I agree with you, but a retort that’s often levied against what you’re saying is that if you have the most money or the best platform, you’ll naturally attract the best artists and create the best art. Supposedly this has to be true because it sells the best, which is not a good measure of the quality of art. That’s a much longer conversation. Suffice it to say, the Mona Lisa doesn’t outsell Campbell’s Soup but that doesn’t mean the label artwork on their cans is a masterpiece with deep significance about the human condition or anything.
But another thing people who claim this don’t seem to understand is that the monetization of art is temporary. In other words, you can only sell your greatest idea once. And in all likelihood, you won’t exactly be set for life at that point if you do. For this reason, people who create art don’t necessarily do great art primarily for short-term gain. Artists, genuinely creative people, aren’t only motivated by money or social status. Very often they’re creative because they’re trying to find a role, or a game to play in society if you will, other than money and social status. Rather than adopting everybody else’s ideas about beauty and happiness, they’re trying to discover their own insights about those things. And a huge fraction of those people, especially the bordering-on-an-illness-brilliant ones, are higher in negative emotion or introversion to the point that they don’t work well with others. They’re going to be the ones that start those indie game companies or freelance because they’re unfit for corporate life temperamentally.
And even if they were, a lot of them find the idea of giving up their best ideas to those types of companies disgusting. A lot of their identity and self-satisfaction is tied up in their art. They will monetize it, but not if it means losing ownership of it completely and forever. Only a handful of creative people are willing to do that, which is why the talent pool for the entertainment industry becomes more and more limited the more oppressive and eternal that IP law gets and the fewer and fewer unique ideas are left to try in a field or genre. This whole issue is made worse by the fact that a unique idea is way more valuable than it was 50 or 100 years ago, because there’s so few of them left. Especially good ones.
I mean, this feeds into a longer discussion about ideas, but cut that short, we generally accept at this point that there are a limited number of kinds of stories or ways of doing things that are interesting to humans, and even fewer than that make sense as narratives. That being the case, most “new” ideas or stories are just reconfigurations of tropes or archetypes that already exist. “Superhero” is one of those. Sure, you have unlimited names and maybe character designs, but try to think of a super-ability that nobody has ever done before. Then, convince yourself that it’s not extremely similar to any of the existing ones while also being more interesting than most of them. If you can do that, (not saying it’s impossible, just saying it’s not easy to do,) then you’re a creative person and you probably should do something with that ability. A lot of people can’t or don’t like to think the way that you do. And if you can’t, well there you go. It’s not as easy as it seems. Lots of people try and fail to do this every day because the financial and social incentives are considerable. Consider also that “superhero” or “superhuman” themselves aren’t even that unique of concepts: That general idea goes all the way back to some of the oldest if not the oldest mythology. They are just mild modern twists on concepts we already had.

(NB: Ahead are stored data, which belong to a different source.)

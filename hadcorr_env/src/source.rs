//! Event source abstraction.

use crate::error::EnvError;
use crate::event::InputEvent;
use std::collections::VecDeque;
use std::io::BufRead;

/// Supplies events to the engine one at a time, strictly in sequence.
///
/// # Implementations
///
/// - **In-memory**: `VecEventSource`, for tests and generated samples
/// - **File**: `JsonLinesSource`, one JSON-encoded `InputEvent` per line
///
/// A `Some(Err(_))` is a broken event; the caller logs it and keeps pulling.
/// `None` means the source is exhausted.
pub trait EventSource {
    /// Returns the next event, if any.
    fn next_event(&mut self) -> Option<Result<InputEvent, EnvError>>;
    
    /// Human-readable source name (for logging).
    fn name(&self) -> &str;
}

/// Serves a pre-built list of events.
pub struct VecEventSource {
    name: String,
    events: VecDeque<InputEvent>,
}

impl VecEventSource {
    /// Creates a source over `events`.
    pub fn new(name: impl Into<String>, events: Vec<InputEvent>) -> Self {
        Self {
            name: name.into(),
            events: events.into(),
        }
    }
    
    /// Number of events not yet served.
    pub fn remaining(&self) -> usize {
        self.events.len()
    }
}

impl EventSource for VecEventSource {
    fn next_event(&mut self) -> Option<Result<InputEvent, EnvError>> {
        self.events.pop_front().map(Ok)
    }
    
    fn name(&self) -> &str {
        &self.name
    }
}

/// Reads newline-delimited JSON events from any buffered reader.
pub struct JsonLinesSource<R: BufRead> {
    name: String,
    lines: std::io::Lines<R>,
}

impl<R: BufRead> JsonLinesSource<R> {
    /// Creates a source reading from `reader`.
    pub fn new(name: impl Into<String>, reader: R) -> Self {
        Self {
            name: name.into(),
            lines: reader.lines(),
        }
    }
}

impl JsonLinesSource<std::io::BufReader<std::fs::File>> {
    /// Opens a JSON-lines event file.
    pub fn open(path: &str) -> Result<Self, EnvError> {
        let file = std::fs::File::open(path)?;
        Ok(Self::new(path, std::io::BufReader::new(file)))
    }
}

impl<R: BufRead> EventSource for JsonLinesSource<R> {
    fn next_event(&mut self) -> Option<Result<InputEvent, EnvError>> {
        loop {
            let line = match self.lines.next()? {
                Ok(line) => line,
                Err(e) => return Some(Err(e.into())),
            };
            if line.trim().is_empty() {
                continue;
            }
            return Some(serde_json::from_str(&line).map_err(EnvError::from));
        }
    }
    
    fn name(&self) -> &str {
        &self.name
    }
}
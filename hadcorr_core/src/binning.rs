//! Discrete binning used to index the diagnostic histograms.
//!
//! Every function here is total: out-of-range input yields `None` and the
//! caller skips the corresponding fill.

use hadcorr_env::AMBIGUOUS_CHARGE;

/// Number of centrality bins.
pub const N_CENT_BINS: usize = 4;

/// Number of momentum bins.
pub const N_MOM_BINS: usize = 9;

/// Number of charge classes.
pub const N_CHARGE_CLASSES: usize = 2;

/// Number of match-count classes used by the subtraction diagnostics.
pub const N_MATCH_CLASSES: usize = 3;

/// Lower edges of momentum bins 1..=8 in GeV/c (bin 0 starts at 0).
const MOM_EDGES: [f64; N_MOM_BINS - 1] = [0.5, 1.0, 1.5, 2.0, 3.0, 4.0, 5.0, 8.0];

/// Centrality class index in [0, 4).
pub type CentBin = usize;

/// Momentum class index in [0, 9).
pub type MomBin = usize;

/// Map a centrality percentile to its bin.
///
/// [0,10) → 0, [10,30) → 1, [30,50) → 2, [50,100] → 3.
pub fn centrality_bin(cent: f64) -> Option<CentBin> {
    if (0.0..10.0).contains(&cent) {
        Some(0)
    } else if (10.0..30.0).contains(&cent) {
        Some(1)
    } else if (30.0..50.0).contains(&cent) {
        Some(2)
    } else if (50.0..=100.0).contains(&cent) {
        Some(3)
    } else {
        None
    }
}

/// Map a momentum to its bin.
///
/// Half-GeV bins up to 2, unit bins up to 5, then [5,8) and [8,∞).
pub fn momentum_bin(p: f64) -> Option<MomBin> {
    if !(p >= 0.0) {
        return None;
    }
    Some(MOM_EDGES.iter().take_while(|&&edge| p >= edge).count())
}

/// Charge class used to split the angular residual maps.
#[derive(Debug, Clone, Copy, PartialEq, Eq, Hash)]
pub enum ChargeClass {
    Positive,
    /// Negative or ambiguous
    Negative,
}

impl ChargeClass {
    /// Classify a raw charge. The ambiguous sentinel counts as negative.
    pub fn from_raw(charge: i16) -> Self {
        if charge == -1 || charge == AMBIGUOUS_CHARGE {
            ChargeClass::Negative
        } else {
            ChargeClass::Positive
        }
    }
    
    /// Centrality index shifted into the negative-charge half of [0, 8).
    pub fn shift(&self, cent_bin: CentBin) -> usize {
        match self {
            ChargeClass::Positive => cent_bin,
            ChargeClass::Negative => cent_bin + N_CENT_BINS,
        }
    }
}

/// Number of tracks that contributed to a subtraction.
#[derive(Debug, Clone, Copy, PartialEq, Eq, Hash)]
pub enum MatchCountClass {
    One,
    Two,
    ThreeOrMore,
}

impl MatchCountClass {
    pub fn from_count(n: usize) -> Self {
        match n {
            1 => MatchCountClass::One,
            2 => MatchCountClass::Two,
            _ => MatchCountClass::ThreeOrMore,
        }
    }
    
    pub fn index(&self) -> usize {
        match self {
            MatchCountClass::One => 0,
            MatchCountClass::Two => 1,
            MatchCountClass::ThreeOrMore => 2,
        }
    }
}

Some bonus advice for major companies: If you want to inspire a particularly brilliant creative person to do a big budget game, make it all about them or an IP that they already own; that way, they will be completely devoted to it as their own brand. You will get to use all their ideas and they will get to keep the satisfaction of the thing they made not being dead to them forever. Just be sure to put it in the contract that you get to keep your right to make and sell that thing going forward, so there can’t be any take-backsies on the thing you made, and you’re set. That would be the honest and artist-friendly way of doing things, in my opinion. We haven’t seen it enough, if ever.